Fang Guo-Hua, Lin Zhong-Ming, Xie Cheng-Zhi, Han Qing-Zhong, Hong Ming-Yang, Zhao Xin-Yu
CCC-FHDI Engineering Corp., Ltd., Guangzhou 510290, China.
China Construction Fourth Engineering Division Corp., Ltd., Guangzhou 510075, China.
Materials (Basel). 2024 Oct 18;17(20):5086. doi: 10.3390/ma17205086.
Alkali-activated concrete (AAC), produced from industrial by-products like fly ash and slag, offers a promising alternative to traditional Portland cement concrete by significantly reducing carbon emissions. Yet, the inherent variability in AAC formulations presents a challenge for accurately predicting its compressive strength using conventional approaches. To address this, we leverage machine learning (ML) techniques, which enable more precise strength predictions based on a combination of material properties and cement mix design parameters. In this study, we curated an extensive dataset comprising 1756 unique AAC mixtures to support robust ML-based modeling. Four distinct input variable schemes were devised to identify the optimal predictor set, and a comparative analysis was performed to evaluate their effectiveness. After this, we investigated the performance of several popular ML algorithms, including random forest (RF), adaptive boosting (AdaBoost), gradient boosting regression trees (GBRTs), and extreme gradient boosting (XGBoost). Among these, the XGBoost model consistently outperformed its counterparts. To further enhance the predictive accuracy of the XGBoost model, we applied four state-of-the-art optimization techniques: the Gray Wolf Optimizer (GWO), Whale Optimization Algorithm (WOA), beetle antennae search (BAS), and Bayesian optimization (BO). The optimized XGBoost model delivered superior performance, achieving a remarkable coefficient of determination (R) of 0.99 on the training set and 0.94 across the entire dataset. Finally, we employed SHapely Additive exPlanations (SHAP) to imbue the optimized model with interpretability, enabling deeper insights into the complex relationships governing AAC formulations. Through the lens of ML, we highlight the benefits of the multi-faceted synergistic approach for AAC strength prediction, which combines careful input parameter selection, optimal hyperparameter tuning, and enhanced model interpretability. This integrated strategy improves both the robustness and scalability of the model, offering a clear and reliable prediction of AAC performance.

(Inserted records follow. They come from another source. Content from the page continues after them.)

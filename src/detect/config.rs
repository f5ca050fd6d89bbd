// Detection configuration and difficulty presets

use serde::{Deserialize, Serialize};
use std::fmt;
use std::str::FromStr;

use crate::detect::types::DetectError;

/// Named `(threshold, min_interval_ms)` pair controlling note density
#[derive(Debug, Clone, Copy, PartialEq, Serialize, Deserialize)]
pub struct DifficultyPreset {
    pub threshold: f64,
    pub min_interval_ms: u32,
}

pub const EASY: DifficultyPreset = DifficultyPreset {
    threshold: 0.8,
    min_interval_ms: 500,
};

pub const NORMAL: DifficultyPreset = DifficultyPreset {
    threshold: 0.5,
    min_interval_ms: 300,
};

pub const HARD: DifficultyPreset = DifficultyPreset {
    threshold: 0.3,
    min_interval_ms: 150,
};

/// Difficulty levels, fewest notes first
#[derive(Debug, Clone, Copy, PartialEq, Eq, Hash, Serialize, Deserialize)]
#[serde(rename_all = "lowercase")]
pub enum Difficulty {
    Easy,
    Normal,
    Hard,
}

impl Difficulty {
    pub const ALL: [Difficulty; 3] = [Difficulty::Easy, Difficulty::Normal, Difficulty::Hard];

    pub fn preset(&self) -> DifficultyPreset {
        match self {
            Difficulty::Easy => EASY,
            Difficulty::Normal => NORMAL,
            Difficulty::Hard => HARD,
        }
    }

    pub fn as_str(&self) -> &'static str {
        match self {
            Difficulty::Easy => "easy",
            Difficulty::Normal => "normal",
            Difficulty::Hard => "hard",
        }
    }
}

impl fmt::Display for Difficulty {
    fn fmt(&self, f: &mut fmt::Formatter<'_>) -> fmt::Result {
        f.write_str(self.as_str())
    }
}

impl FromStr for Difficulty {
    type Err = DetectError;

    fn from_str(s: &str) -> Result<Self, Self::Err> {
        match s.trim().to_ascii_lowercase().as_str() {
            "easy" => Ok(Difficulty::Easy),
            "normal" => Ok(Difficulty::Normal),
            "hard" => Ok(Difficulty::Hard),
            other => Err(DetectError::InvalidConfig(format!(
                "unknown difficulty '{}'",
                other
            ))),
        }
    }
}

/// Parameters for a single detection run
#[derive(Debug, Clone, Copy, PartialEq, Serialize, Deserialize)]
#[serde(default)]
pub struct DetectionConfig {
    /// Multiplicative sensitivity over the average volume
    /// Threshold = avg_volume * (1 + threshold); 0 triggers at exactly average energy
    pub threshold: f64,

    /// Minimum time between two peaks in milliseconds
    pub min_interval_ms: u32,
}

impl Default for DetectionConfig {
    fn default() -> Self {
        DetectionConfig {
            threshold: 0.6,
            min_interval_ms: 300,
        }
    }
}

impl From<DifficultyPreset> for DetectionConfig {
    fn from(preset: DifficultyPreset) -> Self {
        DetectionConfig {
            threshold: preset.threshold,
            min_interval_ms: preset.min_interval_ms,
        }
    }
}

impl From<Difficulty> for DetectionConfig {
    fn from(difficulty: Difficulty) -> Self {
        difficulty.preset().into()
    }
}

impl DetectionConfig {
    pub fn new(threshold: f64, min_interval_ms: u32) -> Self {
        DetectionConfig {
            threshold,
            min_interval_ms,
        }
    }

    /// Reject values the peak picker cannot work with
    /// Nothing is clamped or replaced here
    pub fn validate(&self) -> Result<(), DetectError> {
        if !self.threshold.is_finite() {
            return Err(DetectError::InvalidConfig(format!(
                "threshold must be finite, got {}",
                self.threshold
            )));
        }
        if self.threshold <= -1.0 {
            return Err(DetectError::InvalidConfig(format!(
                "threshold must be greater than -1, got {}",
                self.threshold
            )));
        }
        Ok(())
    }

    /// Minimum gap in samples: floor(sample_rate * min_interval_ms / 1000)
    pub fn min_interval_samples(&self, sample_rate: u32) -> usize {
        (sample_rate as u64 * self.min_interval_ms as u64 / 1000) as usize
    }
}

碱激活混凝土(AAC)由粉煤灰和矿渣等工业副产品制成,通过大幅减少碳排放,为传统波特兰水泥混凝土提供了一种很有前景的替代方案。然而,AAC配方中固有的变异性给使用传统方法准确预测其抗压强度带来了挑战。为了解决这个问题,我们利用机器学习(ML)技术,基于材料特性和水泥混合料设计参数的组合,能够更精确地预测强度。在本研究中,我们精心策划了一个包含1756种独特AAC混合物的广泛数据集,以支持基于ML的稳健建模。设计了四种不同的输入变量方案来确定最佳预测变量集,并进行了比较分析以评估其有效性。在此之后,我们研究了几种流行的ML算法的性能,包括随机森林(RF)、自适应提升(AdaBoost)、梯度提升回归树(GBRT)和极端梯度提升(XGBoost)。其中,XGBoost模型始终优于其他模型。为了进一步提高XGBoost模型的预测准确性,我们应用了四种先进的优化技术:灰狼优化器(GWO)、鲸鱼优化算法(WOA)、甲虫触角搜索(BAS)和贝叶斯优化(BO)。优化后的XGBoost模型表现出色,在训练集上的决定系数(R)达到了0.99,在整个数据集上达到了0.94。最后,我们采用SHapely加法解释(SHAP)使优化后的模型具有可解释性,从而能够更深入地了解控制AAC配方的复杂关系。通过ML的视角,我们强调了多方面协同方法对AAC强度预测的好处,该方法结合了仔细的输入参数选择、最佳超参数调整和增强的模型可解释性。这种综合策略提高了模型的稳健性和可扩展性,为AAC性能提供了清晰可靠的预测。